In vitro ASC withstand hyperglycemic stress with minimal apoptosis and increase retinal endothelial survival.

(A). Number of viable cells at normal (5.5 mM) or high glucose concentrations did not change at 72hrs as evidenced from the quantity of formazan product measured at 490 nm, is directly proportional to the number of living cells in culture. On the other hand, normal human fibroblasts (HDF) demonstrated a significant decrease (**p<0.01) in viable cells in comparison to ASC. Mannitol (Man) used as osmolality control did not affect ASC. (B). ASC treated with increasing doses of glucose or mannitol were fixed in Prefer fixative. Cells in each well were stained using an active caspase-3 antibody (Promega Corp). The % apoptotic cells were calculated based on total fluorescence intensity of caspase-3 stained cells relative to total cell count. As expected staurosporine (ST, 1 µM) caused massive cell death (**p<0.01) at low glucose (5.5 mM), whereas both high glucose and mannitol did not show any significant (p>0.05) apoptosis compared to low glucose. (C).

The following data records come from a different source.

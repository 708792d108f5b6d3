//! Account Service - Registration, login and logout
//!
//! Registration and login hand back a live [`PlayerAccount`]; the caller
//! owns it for the lifetime of the session. Logout saves the final state
//! and drops nothing from the store.

use std::sync::Arc;

use tracing::{info, instrument, warn};

use crate::application::ports::outbound::{AccountStoreError, AccountStorePort};
use crate::application::services::persistence_service::PersistenceQueue;
use crate::domain::aggregates::PlayerAccount;

#[derive(Debug, thiserror::Error)]
pub enum AccountError {
    #[error("{0}")]
    Validation(String),
    #[error(transparent)]
    Store(#[from] AccountStoreError),
}

pub struct AccountService {
    store: Arc<dyn AccountStorePort>,
    persistence: PersistenceQueue,
}

impl AccountService {
    pub fn new(store: Arc<dyn AccountStorePort>, persistence: PersistenceQueue) -> Self {
        Self { store, persistence }
    }

    #[instrument(skip(self, password))]
    pub async fn register(&self, username: &str, password: &str) -> Result<PlayerAccount, AccountError> {
        let username = validate_credentials(username, password)?;
        let snapshot = self.store.create(username, password).await.map_err(|e| {
            warn!(error = %e, "Registration rejected");
            e
        })?;
        info!(currency = snapshot.currency, "Account registered");
        Ok(PlayerAccount::from_snapshot(snapshot))
    }

    #[instrument(skip(self, password))]
    pub async fn login(&self, username: &str, password: &str) -> Result<PlayerAccount, AccountError> {
        let username = validate_credentials(username, password)?;
        // Saves still queued from an earlier session must land before reading
        self.persistence.flush().await;
        let snapshot = self.store.load(username, password).await.map_err(|e| {
            warn!(error = %e, "Login rejected");
            e
        })?;
        info!(
            currency = snapshot.currency,
            experience = snapshot.experience,
            creatures = snapshot.collection.len(),
            "Account logged in"
        );
        Ok(PlayerAccount::from_snapshot(snapshot))
    }

    /// Save the closing state of a session
    pub fn logout(&self, account: &PlayerAccount) {
        self.persistence.enqueue(account.snapshot());
        info!(username = %account.username(), "Account logged out");
    }
}

/// Both fields are required; the username is trimmed
fn validate_credentials<'a>(username: &'a str, password: &str) -> Result<&'a str, AccountError> {
    let username = username.trim();
    if username.is_empty() {
        return Err(AccountError::Validation("Username is required".to_string()));
    }
    if password.is_empty() {
        return Err(AccountError::Validation("Password is required".to_string()));
    }
    Ok(username)
}
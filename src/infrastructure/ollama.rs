//! Ollama client for dragon generation
//!
//! Talks to the OpenAI-compatible `/chat/completions` endpoint exposed by
//! Ollama (or any server speaking the same protocol).

use async_trait::async_trait;
use reqwest::Client;
use serde::{Deserialize, Serialize};

use crate::application::ports::outbound::{ChatMessage, LlmPort, LlmRequest, LlmResponse, MessageRole};

/// Client for an OpenAI-compatible chat API
pub struct OllamaClient {
    client: Client,
    base_url: String,
    model: String,
}

impl OllamaClient {
    pub fn new(base_url: &str, model: &str) -> Self {
        Self {
            client: Client::new(),
            base_url: base_url.trim_end_matches('/').to_string(),
            model: model.to_string(),
        }
    }

    fn build_request(&self, request: LlmRequest) -> ChatCompletionRequest {
        let mut messages = Vec::with_capacity(request.messages.len() + 1);
        if let Some(system_prompt) = request.system_prompt {
            messages.push(ChatMessage {
                role: MessageRole::System,
                content: system_prompt,
            });
        }
        messages.extend(request.messages);

        ChatCompletionRequest {
            model: self.model.clone(),
            messages,
            temperature: request.temperature,
            response_format: request.json_response.then(|| ResponseFormat {
                format_type: "json_object".to_string(),
            }),
            stream: false,
        }
    }

    /// Check if the server is available
    pub async fn health_check(&self) -> Result<bool, OllamaError> {
        let response = self
            .client
            .get(format!("{}/models", self.base_url))
            .send()
            .await?;

        Ok(response.status().is_success())
    }
}

#[async_trait]
impl LlmPort for OllamaClient {
    type Error = OllamaError;

    async fn generate(&self, request: LlmRequest) -> Result<LlmResponse, Self::Error> {
        let body = self.build_request(request);

        let response = self
            .client
            .post(format!("{}/chat/completions", self.base_url))
            .json(&body)
            .send()
            .await?;

        if !response.status().is_success() {
            let error_text = response.text().await?;
            return Err(OllamaError::ApiError(error_text));
        }

        let completion: ChatCompletionResponse = response.json().await?;
        let content = completion
            .choices
            .into_iter()
            .next()
            .and_then(|choice| choice.message.content)
            .ok_or(OllamaError::EmptyResponse)?;

        Ok(LlmResponse {
            content,
            model: completion.model.unwrap_or(body.model),
            tokens_used: completion.usage.map(|u| u.total_tokens).unwrap_or(0),
        })
    }
}

#[derive(Debug, thiserror::Error)]
pub enum OllamaError {
    #[error("HTTP request failed: {0}")]
    HttpError(#[from] reqwest::Error),
    #[error("API error: {0}")]
    ApiError(String),
    #[error("Model returned no choices")]
    EmptyResponse,
}

#[derive(Debug, Serialize)]
struct ChatCompletionRequest {
    model: String,
    messages: Vec<ChatMessage>,
    #[serde(skip_serializing_if = "Option::is_none")]
    temperature: Option<f32>,
    #[serde(skip_serializing_if = "Option::is_none")]
    response_format: Option<ResponseFormat>,
    stream: bool,
}

#[derive(Debug, Serialize)]
struct ResponseFormat {
    #[serde(rename = "type")]
    format_type: String,
}

#[derive(Debug, Deserialize)]
struct ChatCompletionResponse {
    #[serde(default)]
    model: Option<String>,
    choices: Vec<Choice>,
    #[serde(default)]
    usage: Option<Usage>,
}

#[derive(Debug, Deserialize)]
struct Choice {
    message: ChoiceMessage,
}

#[derive(Debug, Deserialize)]
struct ChoiceMessage {
    #[serde(default)]
    content: Option<String>,
}

#[derive(Debug, Deserialize)]
struct Usage {
    total_tokens: u32,
}

#[cfg(test)]
mod tests {
    use super::*;

    #[test]
    fn test_request_body_shape() {
        let client = OllamaClient::new("http://localhost:11434/v1/", "llama3.2");
        assert_eq!(client.base_url, "http://localhost:11434/v1");

        let request = LlmRequest::new(vec![ChatMessage::user("Make a dragon")])
            .with_system_prompt("You are the Dragon Treasury.")
            .with_temperature(0.9)
            .expecting_json();
        let body = serde_json::to_value(client.build_request(request)).unwrap();

        assert_eq!(body["model"], "llama3.2");
        assert_eq!(body["messages"][0]["role"], "system");
        assert_eq!(body["messages"][1]["role"], "user");
        assert_eq!(body["messages"][1]["content"], "Make a dragon");
        assert_eq!(body["response_format"]["type"], "json_object");
        assert_eq!(body["stream"], false);
        assert!((body["temperature"].as_f64().unwrap() - 0.9).abs() < 1e-6);
    }

    #[test]
    fn test_plain_request_omits_optional_fields() {
        let client = OllamaClient::new("http://localhost:11434/v1", "llama3.2");
        let body = serde_json::to_value(client.build_request(LlmRequest::new(vec![]))).unwrap();
        assert!(body.get("temperature").is_none());
        assert!(body.get("response_format").is_none());
    }

    #[test]
    fn test_parse_completion() {
        let raw = r#"{
            "model": "llama3.2",
            "choices": [{"index": 0, "message": {"role": "assistant", "content": "{\"name\":\"Ash\"}"}}],
            "usage": {"prompt_tokens": 10, "completion_tokens": 5, "total_tokens": 15}
        }"#;
        let parsed: ChatCompletionResponse = serde_json::from_str(raw).unwrap();
        assert_eq!(parsed.usage.unwrap().total_tokens, 15);
        assert_eq!(parsed.choices[0].message.content.as_deref(), Some("{\"name\":\"Ash\"}"));
    }
}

HREC co-cultured with ASC and exposed to high glucose (HG; 25 mM) were protected from apoptosis as shown by decrease in active caspase-3 staining in co-cultures compared to HREC cultured alone with HG (arrows). (D). Quantification of total fluorescence intensity of caspase-3 stained cells relative to total cell count by MetaMorph show a significant decrease in caspase-3 staining, **p<0.01. Mannitol (MAN) at 25 mM served as an osmolality control and had no effect.